See .github/workflows/README.md for more details on these next-generation automations!
sluggi — The modern, blazing-fast Python library and CLI for turning any text into clean, URL-safe slugs.
[
](GitHub Releases)
The mutation and benchmark badges are generated by CI and auto-updated on main. You can also download the latest badges from the mutation and benchmark workflow run artifacts.
Inspired by slugify, reimagined for speed, Unicode, and robust parallel batch processing.
Table of Contents
- Features
- Installation
- Usage
- API Reference
- Advanced Usage & Performance Tips
- Command-Line Interface (CLI)
- Development & Contributing
- Performance & Benchmarks
- License
- See Also
Features
- 🚀 Fast: Optimized for speed with minimal dependencies.
- 🌍 Unicode & Emoji: Handles dozens of scripts, emoji, and edge cases out of the box.
- 🔧 Customizable: Define your own character mappings and rules.
- 🧵 Parallel Batch: True multi-core batch slugification (thread/process/serial modes).
- ⚡ Async Support: Full asyncio-compatible API for modern Python apps.
- 🖥️ CLI Tool: Powerful, colorized CLI for quick slug generation and batch jobs.
- 🔒 Safe Output: Always generates URL-safe, predictable slugs.
- 🧩 Extensible API: Easy to use and extend.
- ✅ CI & Pre-commit: Linting, formatting, and tests run automatically.
Modular Slugification Pipeline
sluggi processes text through a modular pipeline of single-responsibility functions, making the codebase more readable, maintainable, and extensible.

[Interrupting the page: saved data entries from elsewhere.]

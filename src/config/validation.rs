//! Configuration validation.
//!
//! # Responsibilities
//! - Semantic validation (serde handles syntactic)
//! - Validate value ranges (limits > 0, addresses parse)
//! - Check relay and preload entries name real streams
//!
//! # Design Decisions
//! - Returns all validation errors, not just first
//! - Validation is pure function: ServerConfig → Result<(), Vec<ValidationError>>

use std::net::SocketAddr;
use thiserror::Error;

use crate::config::schema::ServerConfig;

/// A single semantic problem in the configuration.
#[derive(Debug, Clone, PartialEq, Eq, Error)]
pub enum ValidationError {
    #[error("{field}: invalid socket address '{value}'")]
    InvalidAddress { field: &'static str, value: String },

    #[error("{0} must be greater than zero")]
    Zero(&'static str),

    #[error("{section} entry {index} has an empty stream name")]
    EmptyName { section: &'static str, index: usize },

    #[error("relay entry {index} forwards stream '{name}' to itself")]
    RelayLoop { index: usize, name: String },
}

pub fn validate_config(config: &ServerConfig) -> Result<(), Vec<ValidationError>> {
    let mut errors = Vec::new();

    if config.listener.bind_address.parse::<SocketAddr>().is_err() {
        errors.push(ValidationError::InvalidAddress {
            field: "listener.bind_address",
            value: config.listener.bind_address.clone(),
        });
    }
    if config.listener.max_connections == 0 {
        errors.push(ValidationError::Zero("listener.max_connections"));
    }

    let protocol = &config.protocol;
    if protocol.stall_limit == 0 {
        errors.push(ValidationError::Zero("protocol.stall_limit"));
    }
    if protocol.max_data_size == 0 {
        errors.push(ValidationError::Zero("protocol.max_data_size"));
    }
    if protocol.read_timeout_ms == 0 {
        // a zero read timeout means "block forever" to the socket layer
        errors.push(ValidationError::Zero("protocol.read_timeout_ms"));
    }

    let observability = &config.observability;
    if observability.metrics_enabled
        && observability.metrics_address.parse::<SocketAddr>().is_err()
    {
        errors.push(ValidationError::InvalidAddress {
            field: "observability.metrics_address",
            value: observability.metrics_address.clone(),
        });
    }

    for (index, preload) in config.preload.iter().enumerate() {
        if preload.name.is_empty() {
            errors.push(ValidationError::EmptyName {
                section: "preload",
                index,
            });
        }
    }

    for (index, route) in config.relay.iter().enumerate() {
        if route.from.is_empty() || route.to.is_empty() {
            errors.push(ValidationError::EmptyName {
                section: "relay",
                index,
            });
        } else if route.from == route.to {
            errors.push(ValidationError::RelayLoop {
                index,
                name: route.from.clone(),
            });
        }
    }

    if errors.is_empty() {
        Ok(())
    } else {
        Err(errors)
    }
}
//! Little-endian encoding of length prefixes and value blocks.

use super::VALUE_WIDTH;

/// Decode a 4-byte little-endian unsigned integer.
pub fn read_u32_le(bytes: [u8; 4]) -> u32 {
    u32::from_le_bytes(bytes)
}

/// Encode `values` into `out`, which must be exactly `values.len() * 8` bytes.
pub fn encode_values(values: &[f64], out: &mut [u8]) {
    debug_assert_eq!(out.len(), values.len() * VALUE_WIDTH);
    for (chunk, value) in out.chunks_exact_mut(VALUE_WIDTH).zip(values) {
        chunk.copy_from_slice(&value.to_le_bytes());
    }
}

/// Decode a block of little-endian doubles from `bytes` into `out`.
pub fn decode_values(bytes: &[u8], out: &mut [f64]) {
    debug_assert_eq!(bytes.len(), out.len() * VALUE_WIDTH);
    for (chunk, slot) in bytes.chunks_exact(VALUE_WIDTH).zip(out.iter_mut()) {
        let mut raw = [0u8; VALUE_WIDTH];
        raw.copy_from_slice(chunk);
        *slot = f64::from_le_bytes(raw);
    }
}

/// Number of bytes in one cycle of `data_size` values.
pub fn block_len(data_size: usize) -> usize {
    data_size * VALUE_WIDTH
}
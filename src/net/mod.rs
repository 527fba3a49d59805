//! Network layer subsystem.
//!
//! # Data Flow
//! ```text
//! Incoming TCP connection
//!     → listener.rs (accept loop, connection limits)
//!     → connection.rs (id assignment, active-connection tracking)
//!     → tcp.rs (blocking socket behind the stream Transport seam)
//!     → Hand off to a stream worker
//! ```
//!
//! # Design Decisions
//! - Bounded accept queue prevents resource exhaustion
//! - Each connection tracked so shutdown can wait for workers to drain
//! - Accepting is async; per-connection I/O is blocking on its own thread

pub mod connection;
pub mod listener;
pub mod tcp;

Each step in the pipeline performs a distinct transformation, allowing for easy customization and extension.
Pipeline Steps:
- normalize_unicode(text) Normalize Unicode characters to a canonical form (NFKC).
- decode_html_entities_and_refs(text) Decode HTML entities and character references to their Unicode equivalents.
- convert_emojis(text) Replace emojis with their textual representations.
- transliterate_text(text) Transliterate non-ASCII characters to ASCII (where possible).
- apply_custom_replacements(text, custom_map) Apply user-defined or staged character/string replacements.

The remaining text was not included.